Radial gradients start with the center color and shift outward to a new color. The center color is the stop to the left and the outer color is the one to the right. We can move the focal point of the center color using the Position tool.
The span (the distance between the starting point and where the gradient ends) is controlled by the four Size buttons: Closest Side, Closest Cornest, Farthest Side, and Farthest Corner.
Closest Side extends the gradient from the defined position to the closest side and then stops.
Closest Corner extends the gradient from the defined position to the closest corner and then stops.
Farthest Side extends the gradient from the defined position to the farthest side.
Farthest Corner extends the gradient from the defined position to the farthest corner. This is the default option.
Color overlays are a great way to differentiate a background that has an image by making it slightly darker. You can also use a color overlay over a background video, a feature that can be added to your page from the panel to the left under the + sign. Remember that changing the opacity will help you “see through” this layer to the image beneath it.
Borders are relatively self explanatory. You can choose to have a border on one side of the element, or on all four sides, by selecting the side here.
Each side can have a different kind of border, as well.
The radius controls the rounding of the border on all four sides or on only one side . This is a one way to create a button with rounded corners. You can also set the radius to specific corners and specify how much you want the selected corner(s) to be rounded.
Round try entering a large number into the radius box, like “500 px.”
Type in “50%.” Percentages will base themselves on the width and height of an element, but if you have multiple ellipses on buttons of different widths, they can appear inconsistent.

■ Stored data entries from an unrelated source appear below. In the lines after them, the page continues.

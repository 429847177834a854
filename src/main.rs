// Industry Ledger - CLI
// Paste wallet journal lines, review the batch, commit it to the job ledgers.

use std::io::Read;
use std::path::{Path, PathBuf};

use anyhow::{anyhow, bail, Context, Result};
use chrono::Utc;
use clap::{Parser, Subcommand};
use tracing::info;

use industry_ledger::{
    categorize_jobs, export_missing_materials, format_duration, format_isk, missing_materials,
    needs_attention, next_status, parse_bom_auto, parse_consumed_materials, previous_status,
    remaining_runtime, sales_tax_percent, set_sales_tax_percent, BillKind, Direction, Job,
    JobMetrics, JobStatus, JobStore, NewJob, SqliteRepository, UnitPricing,
};

#[derive(Parser)]
#[command(name = "industry-ledger", version, about = "Track industry jobs and their ledgers")]
struct Cli {
    /// Database file (overrides settings and INDUSTRY_LEDGER_DB)
    #[arg(long, global = true)]
    db: Option<PathBuf>,

    #[command(subcommand)]
    command: Commands,
}

#[derive(Subcommand)]
enum Commands {
    /// Create the database
    Init,
    /// Manage jobs
    #[command(subcommand)]
    Job(JobCommand),
    /// Manage materials
    #[command(subcommand)]
    Bom(BomCommand),
    /// Review (and optionally commit) pasted wallet journal lines
    Paste {
        /// income or expenditure
        direction: Direction,
        /// Read from a file instead of stdin
        #[arg(long)]
        file: Option<PathBuf>,
        /// Store the assigned rows
        #[arg(long)]
        commit: bool,
    },
    /// Per-job and portfolio metrics
    Metrics {
        /// Only this job
        job: Option<String>,
    },
    /// Materials still to buy for a job
    Missing { job: String },
    /// Sales tax percentage applied to unit prices
    #[command(subcommand)]
    Tax(TaxCommand),
}

#[derive(Subcommand)]
enum JobCommand {
    /// Create a job
    Add {
        output_item: String,
        output_quantity: u64,
        #[arg(long, default_value = "Planned")]
        status: JobStatus,
        #[arg(long, default_value_t = 0.0)]
        projected_cost: f64,
        #[arg(long, default_value_t = 0.0)]
        projected_revenue: f64,
        /// Run time in seconds
        #[arg(long)]
        runtime: Option<u64>,
    },
    /// List jobs in display order
    List {
        /// Filter by output item
        #[arg(long, default_value = "")]
        query: String,
    },
    /// Change status: a status name, `next` or `prev`
    Status { job: String, target: String },
    /// Show one job with its ledgers
    Show { job: String },
}

#[derive(Subcommand)]
enum BomCommand {
    /// Replace a job's bill of materials (or consumed materials)
    Set {
        job: String,
        #[arg(long)]
        file: Option<PathBuf>,
        #[arg(long)]
        consumed: bool,
    },
}

#[derive(Subcommand)]
enum TaxCommand {
    Get,
    Set { percent: f64 },
}

fn main() -> Result<()> {
    let env_filter = tracing_subscriber::EnvFilter::try_from_default_env()
        .unwrap_or_else(|_| "industry_ledger=info".into());
    tracing_subscriber::fmt()
        .with_env_filter(env_filter)
        .with_writer(std::io::stderr)
        .init();

    let cli = Cli::parse();
    let settings = industry_ledger::load_settings();
    let db_path = cli.db.clone().unwrap_or(settings.database_path.clone());

    let repo = SqliteRepository::open(&db_path)?;
    let mut store = JobStore::with_debounce(repo, settings.notify_debounce());

    match cli.command {
        Commands::Init => {
            println!("✓ Database ready at {}", db_path.display());
        }
        Commands::Job(command) => run_job(&mut store, command)?,
        Commands::Bom(BomCommand::Set { job, file, consumed }) => {
            store.load_jobs(None)?;
            let job_id = resolve_job(&store, &job)?;
            let text = read_input(file.as_deref())?;
            let (kind, items) = if consumed {
                (BillKind::ConsumedMaterials, parse_consumed_materials(&text))
            } else {
                (BillKind::BillOfMaterials, parse_bom_auto(&text))
            };
            if items.is_empty() {
                bail!("No material lines found");
            }
            let stored = store.replace_bill_items(&job_id, kind, &items)?;
            println!("✓ Stored {} {} lines", stored.len(), kind.as_str());
        }
        Commands::Paste {
            direction,
            file,
            commit,
        } => {
            store.load_jobs(None)?;
            let text = read_input(file.as_deref())?;
            let preview = store.preview_paste(&text, direction);

            for group in &preview.groups {
                let target = if group.is_duplicate() {
                    "duplicate".to_string()
                } else {
                    group
                        .assigned_job_id()
                        .and_then(|id| store.job(id))
                        .map(|job| job.output_item.clone())
                        .unwrap_or_else(|| "unassigned".to_string())
                };
                println!(
                    "  {:<30} {:>8} {:>20}  → {}",
                    group.item_name,
                    group.total_quantity,
                    format_isk(group.total_value),
                    target
                );
            }
            println!("\n{}", preview.summary());

            if commit {
                if !preview.can_submit() {
                    bail!("Nothing to submit");
                }
                let created = store.submit_batch(&preview)?;
                println!("✓ Stored {} transactions", created);
            }
        }
        Commands::Metrics { job } => {
            store.load_jobs(None)?;
            let tax = sales_tax_percent(store.repository())?;
            match job {
                Some(job) => {
                    let job_id = resolve_job(&store, &job)?;
                    let job = store.job(&job_id).ok_or_else(|| anyhow!("Job not found"))?;
                    print_job_metrics(job, tax);
                }
                None => {
                    let categorized = categorize_jobs(store.jobs(), "");
                    for job in &categorized.regular {
                        print_job_metrics(job, tax);
                    }
                    let totals = store.portfolio_totals();
                    println!("━━━━━━━━━━━━━━━━━━━━━━━━━━━━━━━━━━━━━━━━━━━━━");
                    println!(
                        "{} jobs  revenue {}  profit {}",
                        totals.job_count,
                        format_isk(totals.total_revenue),
                        format_isk(totals.total_profit)
                    );
                }
            }
        }
        Commands::Missing { job } => {
            store.load_jobs(None)?;
            let job_id = resolve_job(&store, &job)?;
            let job = store.job(&job_id).ok_or_else(|| anyhow!("Job not found"))?;
            let missing = missing_materials(job);
            if missing.is_empty() {
                println!("✓ All materials covered");
            } else {
                println!("{}", export_missing_materials(&missing));
            }
        }
        Commands::Tax(TaxCommand::Get) => {
            println!("{}%", sales_tax_percent(store.repository())?);
        }
        Commands::Tax(TaxCommand::Set { percent }) => {
            set_sales_tax_percent(store.repository(), percent)?;
            println!("✓ Sales tax set to {}%", percent);
        }
    }

    Ok(())
}

fn run_job(store: &mut JobStore<SqliteRepository>, command: JobCommand) -> Result<()> {
    match command {
        JobCommand::Add {
            output_item,
            output_quantity,
            status,
            projected_cost,
            projected_revenue,
            runtime,
        } => {
            let mut new_job = NewJob::new(&output_item, output_quantity, status);
            new_job.projected_cost = projected_cost;
            new_job.projected_revenue = projected_revenue;
            new_job.runtime = runtime;
            let job = store.create_job(&new_job)?;
            println!("✓ Created job {} ({} x{})", job.id, job.output_item, job.output_quantity);
        }
        JobCommand::List { query } => {
            store.load_jobs(None)?;
            let now = Utc::now();
            let categorized = categorize_jobs(store.jobs(), &query);
            for job in categorized.regular.iter().chain(&categorized.tracked) {
                let marker = if needs_attention(job, now) { "⚠" } else { " " };
                let timer = match (job.status, remaining_runtime(job, now)) {
                    (JobStatus::Running, Some(seconds)) => format_duration(seconds),
                    _ => String::new(),
                };
                println!(
                    "{} {:<36} {:<12} {:<30} {}",
                    marker, job.id, job.status, job.output_item, timer
                );
            }
        }
        JobCommand::Status { job, target } => {
            store.load_jobs(None)?;
            let job_id = resolve_job(store, &job)?;
            let current = store
                .job(&job_id)
                .map(|job| job.status)
                .ok_or_else(|| anyhow!("Job not found"))?;
            let status = match target.to_lowercase().as_str() {
                "next" => next_status(current),
                "prev" | "previous" => previous_status(current),
                other => Some(other.parse::<JobStatus>().map_err(|e| anyhow!(e))?),
            }
            .ok_or_else(|| anyhow!("{} has no {} status", current, target))?;

            let updated = store.set_status(&job_id, status, Utc::now())?;
            info!(job_id = %updated.id, status = %updated.status, "Status changed");
            println!("✓ {} is now {}", updated.output_item, updated.status);
        }
        JobCommand::Show { job } => {
            store.load_jobs(None)?;
            let job_id = resolve_job(store, &job)?;
            let job = store.job(&job_id).ok_or_else(|| anyhow!("Job not found"))?;
            println!("{}", serde_json::to_string_pretty(job)?);
        }
    }
    Ok(())
}

/// Accept a full id or a unique id prefix
fn resolve_job(store: &JobStore<SqliteRepository>, needle: &str) -> Result<String> {
    let matches: Vec<&Job> = store
        .jobs()
        .iter()
        .filter(|job| job.id.starts_with(needle))
        .collect();
    match matches.as_slice() {
        [job] => Ok(job.id.clone()),
        [] => bail!("No job matches {}", needle),
        _ => bail!("{} matches {} jobs, use a longer prefix", needle, matches.len()),
    }
}

fn read_input(file: Option<&Path>) -> Result<String> {
    match file {
        Some(path) => std::fs::read_to_string(path)
            .with_context(|| format!("Failed to read {}", path.display())),
        None => {
            let mut text = String::new();
            std::io::stdin()
                .read_to_string(&mut text)
                .context("Failed to read stdin")?;
            Ok(text)
        }
    }
}

fn print_job_metrics(job: &Job, sales_tax: f64) {
    let metrics = JobMetrics::compute(job);
    println!(
        "{:<30} {:<12} spent {:>18}  income {:>18}  profit {:>18}  margin {:>6.1}%",
        job.output_item,
        job.status,
        format_isk(metrics.total_expenditure),
        format_isk(metrics.total_income),
        format_isk(metrics.profit),
        metrics.margin
    );
    if let Some(performance) = metrics.performance {
        println!("    price performance {:.1}%", performance.percentage);
    }
    if let Some(pricing) = UnitPricing::compute(job, sales_tax) {
        println!(
            "    target {}  break-even {}",
            format_isk(pricing.target),
            format_isk(pricing.break_even)
        );
    }
}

Type in “50%,” but make sure that your element has a width equal to its height in the Size panel. This also works with images. If you want to make an image that is not square circular, however, do the following: Put the image inside a blank Div Block. Select the Div Block’s dimensions to equal values so it becomes a square. Then set the radius to 50% and in Size, select the Hidden option in Overflow. This will hide any part of the image that falls outside the radius that you have made. Change the Image’s width and height of the image to 100% and then change the Object Fit in Size to Cover. You can always change the focal point of the image by changing its Position (also in the Size panel). Click on the word “Radius” for the option to reset your radius. You can also reset the radius by holding down the Option key and clicking on the word “Radius.”
The Style buttons allow you to set your border to a straight line, two different kinds of dashed lines, or not at all.
More advanced options are covered in the Webflow University video here.
These extra visual effects can help your website look professional and give visual clues for actions like clicking on a button.
Use States by going to the Selector at the top of the menu.
By default, your elements’ states are set to None, which shows how elements normally appear on the website. Add your desired effect to a specific state for it to appear only at certain times. For example, you can add a shadow to an image using Box Shadows on Hover. When the image is hovered over, the shadow appears. When you’re done styling your element, make sure to go back up to the Selector and change the state to None in order to preview the interaction and transition on your screen.
If you’ve applied Effects to your States, you may notice that the change from None to another state is instantaneous. Use the Transitions option (below) to create a smoother conversion from one state to another state. Transitions should be added when elements are in the None State.
Opacity allows you to control how see-through an element is, and can be helpful for layering elements over images or videos to create complex visual effects. This additional short instructional video from Webflow University demonstrates how to combine Opacity with a hover transition in Transitions.
Box shadows cast a shadow behind your element and can be a way for you to distinguish different features on your page. Box shadows apply to the element itself. You can add multiple shadows to one element in layers, just like ones used in Image & Gradient under the Backgrounds panel.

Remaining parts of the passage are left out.